Nutrition

Hydration 101

Hydration is a key component for overall health and fitness, and optimising fluid intake around training sessions can aid in maximising performance. There is no doubt that too little or too much fluid can have negative consequences on exercise output and in some extreme cases fluid imbalance can be harmful to health. Planning how much (and perhaps more importantly what) to drink in the gym is a vital part of your nutrition routine.

Let’s take a closer look at the fluid in our body, what happens to this during exercise and what we can do pre, intra and post exercise to optimise hydration.

Total Body Water

When we look at fluid balance within the body this can be considered as an interaction between fluid losses and fluid gains, with a number of factors influencing both sides of this. On average, around 60% of the human body (by body mass) is made up of water, ranging from 40-75%, the total volume of this can be termed total body water. For a 70 kg individual this could mean 42 litres of fluid! The fluid within the body can then be found to be in two compartments or places:

  • Intracellular – within the cells, accounting for 60-70% of total body water
  • Extracellular – outside of the cells within circulation, accounting for 30-40% of total body water

The body at rest is normally in thermal balance and a state of euhydration, meaning a normal body temperature and a normal level of hydration. This normal level of hydration can safely fluctuate with natural fluid intake and losses throughout the day. The process of losing fluid is known as dehydration and excess dehydration can lead to hypohydration (a state of uncompensated loss of body water).

The Demands of Exercise

As we exercise, our increased muscle activity causes our body temperature to rise. The human body does not tolerate large changes in our core temperature very well, and we have developed sweating as a mechanism to keep ourselves cool. As we sweat, the fluid takes heat away from the skin as it evaporates. This cools the blood flow close to the skin, which helps to keep the core cool as the blood circulates to the vital organs around the body.

This sweat response can cause fluid and electrolyte loss from the body, and if not managed correctly during exercise, this process of dehydration can negatively impact performance. A 2-3% drop in body mass as a result of sweat loss is enough to have a negative impact, causing elevated body temperatures, increased muscle glycogen use, increased perception of effort and higher heart rates. All of which can contribute to wider reductions in mental and physical performance.

What Can We Do?

Given the negative effects of dehydration, starting exercise in a hydrated state and replacing fluids during exercise is crucial. Pre-hydration strategies would be to consume a fluid volume equivalent to 5–10 ml per kilo of body mass in the 2-4 hours before exercise; this would equate to 400-800 ml of fluid for an 80 kg individual in the pre-exercise window. As a general rule, make sure that your urine is straw-coloured before you start exercising. This is an indication that you are hydrated!

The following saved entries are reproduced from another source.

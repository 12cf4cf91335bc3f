//! Ollama backend for the [`LanguageModel`] trait.
//!
//! Talks to a local Ollama daemon over its HTTP generate endpoint. The
//! summarizer and QA engine stay backend-agnostic; this module is the only
//! place that knows the wire format.

use std::time::Duration;

use async_trait::async_trait;
use serde::{Deserialize, Serialize};

use crate::core::{GraphRagError, Result};
use crate::generation::LanguageModel;

/// Connection settings for an Ollama daemon.
#[derive(Debug, Clone, Serialize, Deserialize)]
#[serde(default)]
pub struct OllamaConfig {
    /// Daemon host.
    pub host: String,
    /// Daemon port.
    pub port: u16,
    /// Model tag, e.g. "llama3.2".
    pub model: String,
    /// Per-request timeout in seconds.
    pub timeout_secs: u64,
    /// Sampling temperature.
    pub temperature: f64,
}

impl Default for OllamaConfig {
    fn default() -> Self {
        Self {
            host: "localhost".to_string(),
            port: 11434,
            model: "llama3.2".to_string(),
            timeout_secs: 120,
            temperature: 0.3,
        }
    }
}

impl OllamaConfig {
    fn generate_url(&self) -> String {
        format!("http://{}:{}/api/generate", self.host, self.port)
    }
}

#[derive(Serialize)]
struct GenerateRequest<'a> {
    model: &'a str,
    prompt: &'a str,
    stream: bool,
    options: GenerateOptions,
}

#[derive(Serialize)]
struct GenerateOptions {
    temperature: f64,
    num_predict: usize,
}

#[derive(Deserialize)]
struct GenerateResponse {
    response: String,
}

/// HTTP client for one Ollama daemon.
pub struct OllamaClient {
    config: OllamaConfig,
    agent: ureq::Agent,
}

impl OllamaClient {
    /// Creates a client; does not probe the daemon.
    pub fn new(config: OllamaConfig) -> Self {
        let agent = ureq::AgentBuilder::new()
            .timeout(Duration::from_secs(config.timeout_secs))
            .build();
        Self { config, agent }
    }

    fn request(&self, prompt: &str, max_tokens: usize) -> Result<String> {
        let body = GenerateRequest {
            model: &self.config.model,
            prompt,
            stream: false,
            options: GenerateOptions {
                temperature: self.config.temperature,
                num_predict: max_tokens,
            },
        };

        let response = self
            .agent
            .post(&self.config.generate_url())
            .send_json(serde_json::to_value(&body)?)
            .map_err(|err| GraphRagError::Generation {
                message: format!("ollama request failed: {err}"),
            })?;

        let parsed: GenerateResponse =
            response.into_json().map_err(|err| GraphRagError::Generation {
                message: format!("ollama returned malformed json: {err}"),
            })?;
        Ok(parsed.response)
    }
}

#[async_trait]
impl LanguageModel for OllamaClient {
    async fn generate(&self, prompt: &str, max_tokens: usize) -> Result<String> {
        tracing::debug!(
            model = %self.config.model,
            prompt_chars = prompt.len(),
            max_tokens,
            "ollama generate"
        );
        // ureq blocks, so hop to the blocking pool rather than stall the
        // async executor for the duration of a model call.
        let client = self.clone_for_request();
        let prompt = prompt.to_string();
        tokio::task::spawn_blocking(move || client.request(&prompt, max_tokens))
            .await
            .map_err(|err| GraphRagError::Generation {
                message: format!("ollama request task failed: {err}"),
            })?
    }

    fn name(&self) -> &str {
        "ollama"
    }
}

impl OllamaClient {
    fn clone_for_request(&self) -> Self {
        Self {
            config: self.config.clone(),
            agent: self.agent.clone(),
        }
    }
}

#[cfg(test)]
mod tests {
    use super::*;

    #[test]
    fn default_config_points_at_local_daemon() {
        let config = OllamaConfig::default();
        assert_eq!(config.generate_url(), "http://localhost:11434/api/generate");
    }
}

To effectively rehydrate during exercise requires more than water alone, as the body is always striving to keep everything in balance, including the balance of electrolytes in the fluid around the cells. Appropriate sodium intake along with fluid can optimise hydration, which is especially important when sweat rates are high. Practically, always have a bottle to hand in the gym. Standard bottles just don’t cut it any-more; try PhD’s 1.5 Litre water bottle or better yet their 2.2 Litre water bottle to save you being caught short without any water. Additionally, PhD’s Intra BCAA/ contains CocoMineral, a coconut water extract which contains the key electrolytes, sodium and potassium, helping you to replenish the electrolytes lost through sweat during exercise.

Post-exercise rehydration can be guided by acute changes in bodyweight, whereby if you weigh yourself before and after exercise, the difference is likely to equate to fluid loss. For example, an individual weighing 80 kg pre-exercise and 79.2 kg after exercise has effectively lost 800 ml of fluid. This should be replaced at the rate of 150% in the hours following exercise, so 1.6 litres in this case!

Key Points:

  • Fluid balance is a relationship between the fluid lost and fluid taken in, which can be affected by exercise, environmental conditions, sweating and drinking.
  • Dehydration beyond the point of 2-3% body mass loss through sweat can negatively impact performance.
  • Hydration protocols should be in place pre-, during- and post-exercise to maintain hydration status.
  • Drinking water alone is not enough – fluids taken in around exercise should also include other nutrients such as sodium and potassium.